Der Senat ist nicht der Ansicht, daß die einstweilige Verfügung ohne Sachprüfung aus lediglich formalen Erwägungen bereits deshalb aufgehoben werden muß, weil sie nicht innerhalb eines Monats nach Erlaß im Parteibetrieb zugestellt worden ist.

5

a)

Nach § 929 Abs. 2 i.V.m. § 936 ZPO ist die Vollziehung eines Arrestbefehls oder einer einstweiligen Verfügung unstatthaft, wenn seit dem Tage, an dem der Befehl verkündet oder der Partei, auf deren Gesuch er erging, zugestellt ist, ein Monat verstrichen ist.

6

b)

In Rechtsprechung und Literatur (Zöller/Vollkommer, 15. Aufl. 1987, RdN 4 ff; Baumbach/Lauterbach/Hartmann, 48. Aufl. 1990, RdN 2 B b cc, jeweils zu § 929 ZPO mit ausführlichen Rechtsprechungsnachweisen) besteht zunächst Übereinstimmung darüber, daß nach dem Sinn dieser Vorschrift die alsbalige Durchsetzung der Maßnahmen des einstweiligen Rechtsschutzes sichergestellt werden und gleichzeitig der Gläubiger gewarnt und ihm eine Bevorratung mit Vollstreckungstiteln verwehrt werden sollen.
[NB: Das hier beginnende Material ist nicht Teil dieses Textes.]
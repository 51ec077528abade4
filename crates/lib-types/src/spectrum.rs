//! Frequency-domain analysis results.
//!
//! A [`SpectrumResult`] is produced once per (waveform, analysis config) and
//! carries the sampling parameters it was computed with, so exported spectra
//! can always be traced back to their grid.

use crate::grid::grid_step;
use crate::units::{Hertz, Seconds};
use serde::{Deserialize, Serialize};

/// Window function applied before the transform.
#[derive(Clone, Copy, Debug, PartialEq, Default, Serialize, Deserialize)]
#[serde(tag = "type", rename_all = "snake_case")]
pub enum WindowKind {
    /// No windowing. Keeps the energy of transient pulses intact.
    #[default]
    Rectangular,

    /// Hann (raised cosine) window.
    Hann,

    /// Hamming window.
    Hamming,

    /// Blackman window.
    Blackman,

    /// Kaiser-Bessel window with shape parameter `beta`.
    Kaiser { beta: f64 },
}

/// One-sided magnitude spectrum of a waveform plus derived scalars.
///
/// # Conventions
///
/// - `frequencies[k] = k / (n_samples * dt)` for `k = 0..=n_samples/2`,
///   with `dt = t_max / (n_samples - 1)`.
/// - `magnitudes[k] = |X_k| / n_samples`; the negative-frequency mirror is
///   discarded, not folded in.
/// - `bandwidth` spans the contiguous run of bins around the dominant bin
///   whose magnitude stays at or above `bandwidth_threshold` times the
///   dominant magnitude. The default threshold 0.5 is the half-amplitude
///   (-6 dB) point.
/// - `total_energy` is `dt * sum(y_i^2)` of the (windowed) analysis samples,
///   evaluated through Parseval's relation on the spectrum.
#[derive(Clone, Debug, PartialEq, Serialize, Deserialize)]
pub struct SpectrumResult {
    /// Bin frequencies, ascending from DC to Nyquist.
    pub frequencies: Vec<Hertz>,

    /// Magnitude per bin.
    pub magnitudes: Vec<f64>,

    /// Non-DC bin with the largest magnitude.
    pub dominant_frequency: Hertz,

    /// Magnitude at `dominant_frequency`.
    pub dominant_magnitude: f64,

    /// `band_high - band_low`.
    pub bandwidth: Hertz,

    /// Lowest bin of the above-threshold run.
    pub band_low: Hertz,

    /// Highest bin of the above-threshold run.
    pub band_high: Hertz,

    /// Signal energy (amplitude^2 * seconds).
    pub total_energy: f64,

    /// Analysis window length.
    pub t_max: Seconds,

    /// Number of uniform samples the transform ran on.
    pub n_samples: usize,

    /// Window applied before the transform.
    pub window: WindowKind,

    /// Fraction of the dominant magnitude used for `bandwidth`.
    pub bandwidth_threshold: f64,
}

impl SpectrumResult {
    /// Number of frequency bins.
    #[inline]
    pub fn len(&self) -> usize {
        self.frequencies.len()
    }

    #[inline]
    pub fn is_empty(&self) -> bool {
        self.frequencies.is_empty()
    }

    /// Sampling interval of the analysis grid.
    #[inline]
    pub fn dt(&self) -> Seconds {
        Seconds(grid_step(self.t_max.0, self.n_samples))
    }

    /// Spacing between adjacent bins.
    #[inline]
    pub fn frequency_resolution(&self) -> Hertz {
        (self.dt() * self.n_samples as f64).to_frequency()
    }

    /// Nyquist frequency of the analysis grid.
    #[inline]
    pub fn nyquist(&self) -> Hertz {
        (self.dt() * 2.0).to_frequency()
    }

    /// Magnitudes scaled so the largest bin is 1.0.
    ///
    /// An all-zero spectrum is returned unchanged.
    pub fn normalized_magnitudes(&self) -> Vec<f64> {
        let peak = self.magnitudes.iter().cloned().fold(0.0, f64::max);
        if peak > 0.0 {
            self.magnitudes.iter().map(|m| m / peak).collect()
        } else {
            self.magnitudes.clone()
        }
    }

    /// Magnitude at the bin nearest to `freq`.
    pub fn magnitude_at(&self, freq: Hertz) -> Option<f64> {
        if self.magnitudes.is_empty() || !freq.0.is_finite() || freq.0 < 0.0 {
            return None;
        }
        let idx = (freq.0 / self.frequency_resolution().0).round() as usize;
        self.magnitudes.get(idx).copied()
    }
}

/// Off-time decay measured after the final peak of a waveform.
#[derive(Clone, Copy, Debug, PartialEq, Serialize, Deserialize)]
pub struct DecayStatistics {
    /// Time of the last sample at peak absolute amplitude.
    pub peak_time: f64,

    /// Time `|y|` falls through 90 % of the peak.
    pub t90: f64,

    /// Time `|y|` falls through 10 % of the peak.
    pub t10: f64,

    /// `t10 - t90`.
    pub fall_time: f64,
}

/// Time-domain summary statistics of a waveform.
#[derive(Clone, Copy, Debug, PartialEq, Serialize, Deserialize)]
pub struct WaveformStatistics {
    pub mean: f64,
    /// Population standard deviation.
    pub std: f64,
    pub min: f64,
    pub max: f64,
    pub peak_to_peak: f64,
    pub rms: f64,
    /// `dt * sum(y^2)` on the analysis grid.
    pub energy: f64,
    /// `None` when the waveform never falls below 10 % after its last peak.
    pub decay: Option<DecayStatistics>,
}

#[cfg(test)]
mod tests {
    use super::*;

    fn sample_result() -> SpectrumResult {
        SpectrumResult {
            frequencies: vec![Hertz(0.0), Hertz(1.0), Hertz(2.0)],
            magnitudes: vec![0.5, 2.0, 1.0],
            dominant_frequency: Hertz(1.0),
            dominant_magnitude: 2.0,
            bandwidth: Hertz(1.0),
            band_low: Hertz(1.0),
            band_high: Hertz(2.0),
            total_energy: 1.0,
            t_max: Seconds(0.8),
            n_samples: 5,
            window: WindowKind::Rectangular,
            bandwidth_threshold: 0.5,
        }
    }

    #[test]
    fn test_grid_derived_quantities() {
        let result = sample_result();
        // dt = 0.8 / 4 = 0.2, df = 1 / (5 * 0.2) = 1.0, nyquist = 2.5
        assert!((result.dt().0 - 0.2).abs() < 1e-12);
        assert!((result.frequency_resolution().0 - 1.0).abs() < 1e-12);
        assert!((result.nyquist().0 - 2.5).abs() < 1e-12);
    }

    #[test]
    fn test_degenerate_grid_does_not_panic() {
        let mut json = serde_json::to_value(sample_result()).unwrap();
        json["n_samples"] = serde_json::json!(0);
        let result: SpectrumResult = serde_json::from_value(json).unwrap();

        assert!((result.dt().0 - 0.8).abs() < 1e-12);
        assert!(result.frequency_resolution().0.is_infinite());
        assert_eq!(result.magnitude_at(Hertz(1.0)), Some(0.5));
    }

    #[test]
    fn test_normalized_and_lookup() {
        let result = sample_result();
        assert_eq!(result.normalized_magnitudes(), vec![0.25, 1.0, 0.5]);
        assert_eq!(result.magnitude_at(Hertz(1.9)), Some(1.0));
        assert_eq!(result.magnitude_at(Hertz(40.0)), None);
        assert_eq!(result.magnitude_at(Hertz(-1.0)), None);
    }

    #[test]
    fn test_window_kind_serde() {
        let kaiser: WindowKind = serde_json::from_str(r#"{"type":"kaiser","beta":6.0}"#).unwrap();
        assert_eq!(kaiser, WindowKind::Kaiser { beta: 6.0 });
        let hann: WindowKind = serde_json::from_str(r#"{"type":"hann"}"#).unwrap();
        assert_eq!(hann, WindowKind::Hann);
    }
}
Der Schuldner muß demgegenüber zuverlässige Kenntnis über die gegen ihn ergangenen Maßnahmen erhalten, außerdem soll ihm ein Ausgleich dafür gegeben werden, daß der Gläubiger in einem vereinfachten Verfahren einen Vollstreckungstitel unter erleichterten Umständen erlangen kann. Darüber hinaus soll der Vollzug der einstweiligen Verfügung unter wesentlich veränderten Verhältnissen verhütet werden (BVerfG NJW 1988, 3141) und schließlich hat diese Vorschrift den Sinn, dem Schuldner die Ernsthaftigkeit der Absichten des Gläubigers zu verdeutlichen.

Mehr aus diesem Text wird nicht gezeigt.